WHAT TO DO: Among the records, find the lines that hold the string "paths" and return them.

----------

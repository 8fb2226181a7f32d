//! `RemoteSession` over the system OpenSSH client.
//!
//! Every command is a fresh `ssh` invocation; the working directory and
//! environment live in a [`SessionContext`] and are prefixed to each
//! command. File transfer uses `cat` over ssh for in-memory content and
//! `rsync -e ssh` for local paths and downloads.

use std::path::Path;
use std::process::Output;

use anyhow::Result;

use crate::application::ports::{CommandRunner, RemoteSession, UploadSource};
use crate::domain::error::SessionError;
use crate::domain::remote::{RemoteCommandResult, RunOptions, WriteMode};
use crate::domain::shell::{SessionContext, quote, quote_path};
use crate::domain::ssh::SshTarget;

/// Exit code ssh reserves for its own failures (connection, auth).
pub const SSH_TRANSPORT_EXIT: i32 = 255;

/// A session against one [`SshTarget`].
pub struct SshSession<R: CommandRunner> {
    runner: R,
    target: SshTarget,
    context: SessionContext,
}

impl<R: CommandRunner> SshSession<R> {
    pub fn new(runner: R, target: SshTarget) -> Self {
        Self {
            runner,
            target,
            context: SessionContext::default(),
        }
    }

    /// Options shared by `ssh` and the `rsync -e` transport.
    fn ssh_options(&self) -> Vec<String> {
        let mut opts = vec![
            "-o".to_string(),
            "BatchMode=yes".to_string(),
            "-o".to_string(),
            format!("ConnectTimeout={}", self.target.connect_timeout_secs),
            "-p".to_string(),
            self.target.port.to_string(),
        ];
        if let Some(identity) = &self.target.identity_file {
            opts.push("-i".to_string());
            opts.push(identity.clone());
        }
        opts
    }

    /// Full `ssh` argument list running `remote_command` on the target.
    #[must_use]
    pub fn ssh_args(&self, remote_command: &str) -> Vec<String> {
        let mut args = self.ssh_options();
        args.push(self.target.destination());
        args.push(remote_command.to_string());
        args
    }

    /// `rsync` argument list copying `source` to `dest`.
    #[must_use]
    pub fn rsync_args(&self, source: &str, dest: &str) -> Vec<String> {
        let transport = std::iter::once("ssh".to_string())
            .chain(self.ssh_options().iter().map(|o| quote(o)))
            .collect::<Vec<_>>()
            .join(" ");
        vec![
            "-az".to_string(),
            "-e".to_string(),
            transport,
            source.to_string(),
            dest.to_string(),
        ]
    }

    /// `user@host:path` for rsync. rsync resolves relative remote paths
    /// against the login directory, so a leading `~/` is dropped.
    #[must_use]
    pub fn remote_spec(&self, remote_path: &str) -> String {
        let path = match remote_path {
            "~" | "~/" => ".",
            p => p.strip_prefix("~/").unwrap_or(p),
        };
        format!("{}:{path}", self.target.destination())
    }

    /// Run `command` with inherited stdio and return its exit code.
    ///
    /// # Errors
    ///
    /// Returns [`SessionError::Transport`] if ssh itself fails.
    pub async fn run_streaming(&self, command: &str) -> Result<i32> {
        let wrapped = self.context.wrap(command);
        tracing::debug!(host = %self.target.host, command = %wrapped, "remote command (streamed)");
        let args = self.ssh_args(&wrapped);
        let status = self
            .runner
            .run_status("ssh", &as_strs(&args))
            .await
            .map_err(|e| self.transport(format!("{e:#}")))?;
        match status.code() {
            Some(SSH_TRANSPORT_EXIT) => Err(self
                .transport(format!("ssh exited with code {SSH_TRANSPORT_EXIT}"))
                .into()),
            Some(code) => Ok(code),
            None => Err(self.transport("ssh was terminated by a signal".into()).into()),
        }
    }

    fn transport(&self, reason: String) -> SessionError {
        SessionError::Transport {
            host: self.target.host.clone(),
            reason,
        }
    }

    /// Convert process output, treating ssh's own exit code as a transport
    /// failure. A remote command that itself exits 255 is indistinguishable.
    fn classify(&self, tool: &str, output: &Output) -> Result<RemoteCommandResult, SessionError> {
        let Some(code) = output.status.code() else {
            return Err(self.transport(format!("{tool} was terminated by a signal")));
        };
        if code == SSH_TRANSPORT_EXIT {
            let stderr = String::from_utf8_lossy(&output.stderr);
            let reason = if stderr.trim().is_empty() {
                format!("{tool} exited with code {SSH_TRANSPORT_EXIT}")
            } else {
                stderr.trim().to_string()
            };
            return Err(self.transport(reason));
        }
        Ok(RemoteCommandResult::from_bytes(
            code,
            &output.stdout,
            &output.stderr,
        ))
    }

    async fn rsync(&self, source: &str, dest: &str) -> Result<RemoteCommandResult> {
        tracing::debug!(host = %self.target.host, source, dest, "rsync");
        let args = self.rsync_args(source, dest);
        let output = self
            .runner
            .run("rsync", &as_strs(&args))
            .await
            .map_err(|e| self.transport(format!("{e:#}")))?;
        Ok(self.classify("rsync", &output)?)
    }
}

impl<R: CommandRunner> RemoteSession for SshSession<R> {
    fn host(&self) -> &str {
        &self.target.host
    }

    async fn run(&self, command: &str, options: RunOptions) -> Result<RemoteCommandResult> {
        let wrapped = self.context.wrap(command);
        tracing::debug!(
            host = %self.target.host,
            cwd = self.context.working_dir().unwrap_or("~"),
            command,
            "remote command"
        );
        let args = self.ssh_args(&wrapped);
        let output = self
            .runner
            .run("ssh", &as_strs(&args))
            .await
            .map_err(|e| self.transport(format!("{e:#}")))?;
        let result = self.classify("ssh", &output)?;
        tracing::trace!(exit_code = result.exit_code(), stdout = result.stdout(), "remote result");

        if !options.tolerate_failure && !result.succeeded() {
            return Err(SessionError::CommandFailed {
                command: command.to_string(),
                exit_code: result.exit_code(),
                stderr: result.stderr().to_string(),
            }
            .into());
        }
        Ok(result)
    }

    async fn upload(
        &self,
        source: UploadSource<'_>,
        remote_path: &str,
        mode: WriteMode,
    ) -> Result<RemoteCommandResult> {
        match source {
            UploadSource::Content(content) => {
                let command = self
                    .context
                    .wrap(&format!("cat {} {}", mode.redirect(), quote_path(remote_path)));
                tracing::debug!(
                    host = %self.target.host,
                    path = remote_path,
                    bytes = content.len(),
                    "upload"
                );
                let args = self.ssh_args(&command);
                let output = self
                    .runner
                    .run_with_stdin("ssh", &as_strs(&args), content)
                    .await
                    .map_err(|e| self.transport(format!("{e:#}")))?;
                Ok(self.classify("ssh", &output)?)
            }
            UploadSource::LocalPath(local) => {
                anyhow::ensure!(
                    mode == WriteMode::Overwrite,
                    "appending a local path is not supported"
                );
                self.rsync(&local.to_string_lossy(), &self.remote_spec(remote_path))
                    .await
            }
        }
    }

    async fn download(&self, remote_path: &str, local_path: &Path) -> Result<RemoteCommandResult> {
        self.rsync(&self.remote_spec(remote_path), &local_path.to_string_lossy())
            .await
    }

    fn set_working_directory(&mut self, path: Option<&str>) {
        self.context = std::mem::take(&mut self.context).with_working_dir(path);
    }

    fn set_environment_variable(&mut self, name: &str, value: &str) {
        self.context = std::mem::take(&mut self.context).with_env(name, value);
    }
}

fn as_strs(args: &[String]) -> Vec<&str> {
    args.iter().map(String::as_str).collect()
}
//! Playbooks: ordered phases of runbook operations for one host.
//!
//! Each playbook module exposes `run_phase`, dispatched here by name. Phase
//! names come from [`PlaybookKind::phases`], so an unknown name is a bug
//! rather than user input.

pub mod certificates;
pub mod mattermost;
pub mod nextcloud;
pub mod tools;

use anyhow::Result;

use crate::application::ports::RemoteSession;
use crate::application::services::runbook::Runbook;
use crate::domain::playbook::PlaybookKind;

/// Run `phases` of `kind` in order. The first error aborts the run.
///
/// # Errors
///
/// Returns the error of the first failing phase.
pub async fn run_playbook<S: RemoteSession>(
    rb: &mut Runbook<'_, S>,
    kind: PlaybookKind,
    phases: &[&str],
) -> Result<()> {
    let os = rb.probe("lsb_release -ds").await?;
    if os.succeeded() {
        rb.note(&format!("remote system: {}", os.stdout().trim()));
    }
    for phase in phases {
        rb.begin_phase(phase);
        match kind {
            PlaybookKind::Tools => tools::run_phase(rb, phase).await?,
            PlaybookKind::Mattermost => mattermost::run_phase(rb, phase).await?,
            PlaybookKind::Nextcloud => nextcloud::run_phase(rb, phase).await?,
        }
    }
    Ok(())
}

fn unknown_phase(kind: PlaybookKind, phase: &str) -> anyhow::Error {
    anyhow::anyhow!("playbook {kind} has no phase '{phase}'")
}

----------

RESULT BELOW:
//! `rsync -e ssh` for local paths and downloads.
    /// `user@host:path` for rsync. rsync resolves relative remote paths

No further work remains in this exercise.